Absence of DBP has never been described in humans [1], suggesting that the protein is essential for human viability. Surprisingly, DBP knockout mice are healthy and fertile despite lower circulating levels of 25(OH)D and 1,25(OH)2D while on a vitamin D-replete diet [19]. However, on vitamin D-deficient diets, the mice briefly developed low phosphate, high PTH, and high alkaline phosphatase levels, signs of vitamin D deficiency [19]. In the animal model, vitamin D metabolites are more likely to bind to albumin but the mice are less effective in preventing urinary loss of vitamin D and more sensitive to vitamin D deficiency [19]. Although the absence of DBP in knockout mice decreases the circulating 1,25(OH)2D levels, this does not seem to influence the ability of the hormone to enter the cells and the biological actions in vivo [3]. Animal studies have also shown that DBP slows vitamin D actions in the intestines and other target tissues and protects vitamin D from degradation [16]. Therefore, DBP acts as a vitamin D modulator, protecting it from degradation, facilitating renal uptake, and reducing renal loss, and also limiting tissue bioavailability.
DBP circulates in the bloodstream at higher levels than vitamin D metabolites and less than 5% of the protein’s sterol binding sites are occupied [1, 12]. The molar excess suggests that DBP could act as a protective mechanism against vitamin D toxicity, but also that the protein is involved in other physiological functions.
Other DBP Functions
Actin Scavenger System
Actin is an important cytoskeletal protein, highly conserved in eukaryotic cells.

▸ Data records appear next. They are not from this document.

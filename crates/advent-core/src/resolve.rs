//! Identity resolution: turn explicit arguments and process environment into
//! an immutable [`PuzzleId`]. No hidden globals; everything the controller
//! sees is resolved here, once, up front.

use crate::model::{user_id, Part, PuzzleId};
use anyhow::{bail, Context};
use chrono::{Datelike, Utc};
use serde::Deserialize;
use std::collections::BTreeMap;
use std::path::Path;

pub const SESSION_ENV: &str = "AOC_SESSION";
pub const YEAR_ENV: &str = "AOC_YEAR";
pub const DAY_ENV: &str = "AOC_DAY";

/// A resolved session: the raw token (for the transport) and the opaque user
/// id derived from it (for identities and logs).
#[derive(Debug, Clone, PartialEq, Eq)]
pub struct Session {
    pub token: String,
    pub user: String,
}

impl Session {
    pub fn from_token(token: impl Into<String>) -> Session {
        let token = token.into().trim().to_string();
        let user = user_id(&token);
        Session { token, user }
    }
}

/// Explicit argument, else environment, else error with the fix spelled out.
pub fn resolve_session(explicit: Option<String>) -> anyhow::Result<Session> {
    let token = match explicit {
        Some(t) if !t.trim().is_empty() => t,
        _ => std::env::var(SESSION_ENV).unwrap_or_default(),
    };
    if token.trim().is_empty() {
        bail!(
            "no session token: pass --session or set {} to your site session cookie",
            SESSION_ENV
        );
    }
    Ok(Session::from_token(token))
}

/// Resolve (year, day) from explicit arguments, environment overrides, or,
/// during the event, today's date. Outside December both must be given.
pub fn resolve_puzzle_date(year: Option<u16>, day: Option<u8>) -> anyhow::Result<(u16, u8)> {
    let year = match year.or_else(|| env_parse(YEAR_ENV)) {
        Some(y) => y,
        None => default_year().context("no year given and none inferable")?,
    };
    let day = match day.or_else(|| env_parse(DAY_ENV)) {
        Some(d) => d,
        None => default_day(year).context("no day given and none inferable")?,
    };
    Ok((year, day))
}

pub fn resolve_identity(
    year: Option<u16>,
    day: Option<u8>,
    part: Part,
    session: &Session,
) -> anyhow::Result<PuzzleId> {
    let (year, day) = resolve_puzzle_date(year, day)?;
    Ok(PuzzleId::new(year, day, part, session.user.clone())?)
}

fn env_parse<T: std::str::FromStr>(name: &str) -> Option<T> {
    std::env::var(name).ok()?.trim().parse().ok()
}

/// The most recent event year: the current year during December, else the
/// previous one.
fn default_year() -> Option<u16> {
    let now = Utc::now();
    let year = now.year() as u16;
    if now.month() == 12 {
        Some(year)
    } else {
        Some(year - 1)
    }
}

/// Today's puzzle day, only well-defined while the event is running.
fn default_day(year: u16) -> Option<u8> {
    let now = Utc::now();
    if now.year() as u16 == year && now.month() == 12 && now.day() <= 25 {
        Some(now.day() as u8)
    } else {
        None
    }
}

#[derive(Deserialize)]
#[serde(untagged)]
enum TokensFile {
    Named(BTreeMap<String, String>),
    List(Vec<String>),
}

/// Load extra session tokens for multi-account benchmarking. Accepts a JSON
/// object (name -> token) or a bare JSON list of tokens.
pub fn load_tokens(path: &Path) -> anyhow::Result<Vec<Session>> {
    let text = std::fs::read_to_string(path)
        .with_context(|| format!("failed to read tokens file {}", path.display()))?;
    let parsed: TokensFile = serde_json::from_str(&text)
        .with_context(|| format!("failed to parse tokens file {}", path.display()))?;
    let tokens = match parsed {
        TokensFile::Named(map) => map.into_values().collect(),
        TokensFile::List(list) => list,
    };
    Ok(tokens.into_iter().map(Session::from_token).collect())
}

#[cfg(test)]
mod tests {
    use super::*;
    use std::io::Write;

    #[test]
    fn session_from_token_derives_user_id() {
        let s = Session::from_token(" tok-123 ");
        assert_eq!(s.token, "tok-123");
        assert_eq!(s.user, user_id("tok-123"));
    }

    #[test]
    fn explicit_date_wins() {
        let (year, day) = resolve_puzzle_date(Some(2017), Some(9)).unwrap();
        assert_eq!((year, day), (2017, 9));
    }

    #[test]
    fn tokens_file_accepts_map_or_list() {
        let mut f = tempfile::NamedTempFile::new().unwrap();
        writeln!(f, r#"{{"main": "tok-a", "alt": "tok-b"}}"#).unwrap();
        let sessions = load_tokens(f.path()).unwrap();
        assert_eq!(sessions.len(), 2);

        let mut f = tempfile::NamedTempFile::new().unwrap();
        writeln!(f, r#"["tok-a", "tok-b", "tok-c"]"#).unwrap();
        assert_eq!(load_tokens(f.path()).unwrap().len(), 3);
    }

    #[test]
    fn tokens_file_errors_are_contextual() {
        let err = load_tokens(Path::new("/definitely/missing.json")).unwrap_err();
        assert!(err.to_string().contains("missing.json"));
    }
}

Two main forms of the protein are described, a monomeric globular form (G-actin) and a linear polymeric form called F-actin. Once in the extracellular compartment, actin polymerizes in the filamentary form [2]. The polymer may cause coagulation cascade activation, vascular obstruction, and cellular dysfunction. Actin is released by tissue injury and cell death, and DBP is able to bind to it with high affinity and to prevent filament formation [18]. In conjunction with gelsolin, another serum protein, DBP forms an actin scavenger system. It is able to rapidly sequester free actin from circulation, and the major DBP polymorphisms have equal binding affinity. It is possible that the molar excess of the protein is related to this function [2].
Fatty Acid Transport
All the members of the albumin superfamily of binding proteins are able to transport free fatty acids (FFA). ALB has several low- and high-affinity binding sites for FFA, while DBP has a single high-affinity binding site. ALB is also much more abundant in the plasma, which results in DBP having only a contributory role. The binding of unsaturated FFA reduces DBP affinity for vitamin D metabolites, but this effect is not observed for saturated FFA [17]. These variations are a result of the specific conformational changes induced for each FFA in DBP [2].

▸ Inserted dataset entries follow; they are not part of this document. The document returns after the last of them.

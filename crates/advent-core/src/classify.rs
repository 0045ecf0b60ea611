//! Response classifier: raw server reply text -> structured verdict.
//!
//! Matching is substring-based on stable phrases so minor wording changes on
//! the server side don't break classification. Unrecognized text is a hard
//! error, never a guess: misreading a reply as "correct" or "safe to retry"
//! is worse than failing.

use regex::Regex;
use serde::{Deserialize, Serialize};
use std::sync::OnceLock;
use thiserror::Error;

/// Backoff to report when the server asks us to wait but gives no duration.
pub const DEFAULT_BACKOFF_SECS: u64 = 300;

/// Classified outcome of a submission response.
#[derive(Debug, Clone, Copy, PartialEq, Eq, Serialize, Deserialize)]
pub enum Verdict {
    Correct,
    /// Wrong, and the guess exceeds the true answer. Numeric domains only.
    TooHigh,
    /// Wrong, and the guess is below the true answer. Numeric domains only.
    TooLow,
    /// Wrong with no directional hint.
    Incorrect,
    /// The part was already solved, independent of the guessed value.
    AlreadyComplete,
    /// Server-signaled backoff; the guess was never judged.
    RateLimited { wait_secs: u64 },
}

impl Verdict {
    /// Stable code used in persisted rows.
    pub fn code(&self) -> &'static str {
        match self {
            Verdict::Correct => "correct",
            Verdict::TooHigh => "too_high",
            Verdict::TooLow => "too_low",
            Verdict::Incorrect => "incorrect",
            Verdict::AlreadyComplete => "already_complete",
            Verdict::RateLimited { .. } => "rate_limited",
        }
    }

    pub fn parse_code(code: &str) -> Option<Verdict> {
        match code {
            "correct" => Some(Verdict::Correct),
            "too_high" => Some(Verdict::TooHigh),
            "too_low" => Some(Verdict::TooLow),
            "incorrect" => Some(Verdict::Incorrect),
            "already_complete" => Some(Verdict::AlreadyComplete),
            "rate_limited" => Some(Verdict::RateLimited {
                wait_secs: DEFAULT_BACKOFF_SECS,
            }),
            _ => None,
        }
    }

    /// True for verdicts that represent a judged guess and belong in the
    /// ledger. Rate limits and already-complete replies never judged the
    /// submitted value.
    pub fn is_recordable(&self) -> bool {
        matches!(
            self,
            Verdict::Correct | Verdict::TooHigh | Verdict::TooLow | Verdict::Incorrect
        )
    }
}

#[derive(Debug, Error, PartialEq, Eq)]
pub enum ClassifyError {
    #[error("unrecognized server response: {0:?}")]
    Unrecognized(String),
}

/// Classify raw response text into exactly one verdict.
///
/// Directional phrases win over the generic wrong-answer phrase: the server
/// says "That's not the right answer; your answer is too high", and the
/// direction is the informative half.
pub fn classify(raw: &str) -> Result<Verdict, ClassifyError> {
    let msg = raw.to_lowercase();

    if msg.contains("that's the right answer") || msg.contains("you got the right answer") {
        return Ok(Verdict::Correct);
    }
    if msg.contains("too high") {
        return Ok(Verdict::TooHigh);
    }
    if msg.contains("too low") {
        return Ok(Verdict::TooLow);
    }
    if msg.contains("not the right answer") {
        return Ok(Verdict::Incorrect);
    }
    if msg.contains("already complete") || msg.contains("solving the right level") {
        return Ok(Verdict::AlreadyComplete);
    }
    if msg.contains("answer too recently") || msg.contains("left to wait") {
        return Ok(Verdict::RateLimited {
            wait_secs: extract_wait_secs(&msg).unwrap_or(DEFAULT_BACKOFF_SECS),
        });
    }

    Err(ClassifyError::Unrecognized(truncate(raw, 200)))
}

/// Pull "you have 4m 16s left to wait" out of a rate-limit reply.
fn extract_wait_secs(msg: &str) -> Option<u64> {
    static WAIT_RE: OnceLock<Regex> = OnceLock::new();
    let re = WAIT_RE.get_or_init(|| {
        Regex::new(r"(?:(\d+)\s*m\s+)?(\d+)\s*s\b").expect("wait pattern is valid")
    });
    let caps = re.captures(msg)?;
    let minutes: u64 = caps
        .get(1)
        .and_then(|m| m.as_str().parse().ok())
        .unwrap_or(0);
    let seconds: u64 = caps.get(2)?.as_str().parse().ok()?;
    Some(minutes * 60 + seconds)
}

fn truncate(s: &str, maxlen: usize) -> String {
    if s.len() <= maxlen {
        return s.to_string();
    }
    let mut end = maxlen;
    while !s.is_char_boundary(end) {
        end -= 1;
    }
    format!("{} ... ({} bytes)", &s[..end], s.len())
}

#[cfg(test)]
mod tests {
    use super::*;

    #[test]
    fn classifies_correct() {
        assert_eq!(
            classify("That's the right answer! You are one gold star closer."),
            Ok(Verdict::Correct)
        );
    }

    #[test]
    fn classifies_directional_over_generic_wrong() {
        assert_eq!(
            classify("That's not the right answer; your answer is too high."),
            Ok(Verdict::TooHigh)
        );
        assert_eq!(
            classify("That's not the right answer; your answer is too low."),
            Ok(Verdict::TooLow)
        );
    }

    #[test]
    fn classifies_plain_incorrect() {
        assert_eq!(
            classify("That's not the right answer. Please wait one minute before trying again."),
            Ok(Verdict::Incorrect)
        );
    }

    #[test]
    fn classifies_already_complete() {
        assert_eq!(
            classify("You don't seem to be solving the right level. Did you already complete it?"),
            Ok(Verdict::AlreadyComplete)
        );
    }

    #[test]
    fn classifies_rate_limit_with_seconds() {
        assert_eq!(
            classify("You gave an answer too recently; you have 45s left to wait."),
            Ok(Verdict::RateLimited { wait_secs: 45 })
        );
    }

    #[test]
    fn classifies_rate_limit_with_minutes_and_seconds() {
        assert_eq!(
            classify("You gave an answer too recently; you have 2m 30s left to wait."),
            Ok(Verdict::RateLimited { wait_secs: 150 })
        );
    }

    #[test]
    fn rate_limit_without_duration_uses_default() {
        assert_eq!(
            classify("You gave an answer too recently."),
            Ok(Verdict::RateLimited {
                wait_secs: DEFAULT_BACKOFF_SECS
            })
        );
    }

    #[test]
    fn unrecognized_text_is_a_hard_error_never_correct() {
        let err = classify("<html>503 service unavailable</html>").unwrap_err();
        assert!(matches!(err, ClassifyError::Unrecognized(_)));
        assert!(classify("").is_err());
    }

    #[test]
    fn verdict_codes_round_trip() {
        for v in [
            Verdict::Correct,
            Verdict::TooHigh,
            Verdict::TooLow,
            Verdict::Incorrect,
            Verdict::AlreadyComplete,
        ] {
            assert_eq!(Verdict::parse_code(v.code()), Some(v));
        }
        assert_eq!(Verdict::parse_code("no_such_code"), None);
    }
}
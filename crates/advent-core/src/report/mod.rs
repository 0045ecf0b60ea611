pub mod console;

pub use console::print_summary;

DBP-Macrophage Activation Factor
DBP can be deglycosylated by T- and B-cell glycosidases and act as a macrophage activation factor (MAF), which is called DBP-MAF [17]. This activity was discovered when mouse peritoneal cells were stimulated with lysophosphatidylcholine, and it resulted in an increase in phagocytic activity [20]. Analysis revealed that this increase was associated with the deglycosylation of DBP by β-galactosidase and sialidase of the B and T cells, resulting in DBP-MAF. The different isoforms of DBP show variable susceptibility to deglycosylation. This feature could explain the association of the isoforms with diseases like chronic obstructive pulmonary disease, bronchiectasis, and tuberculosis [17].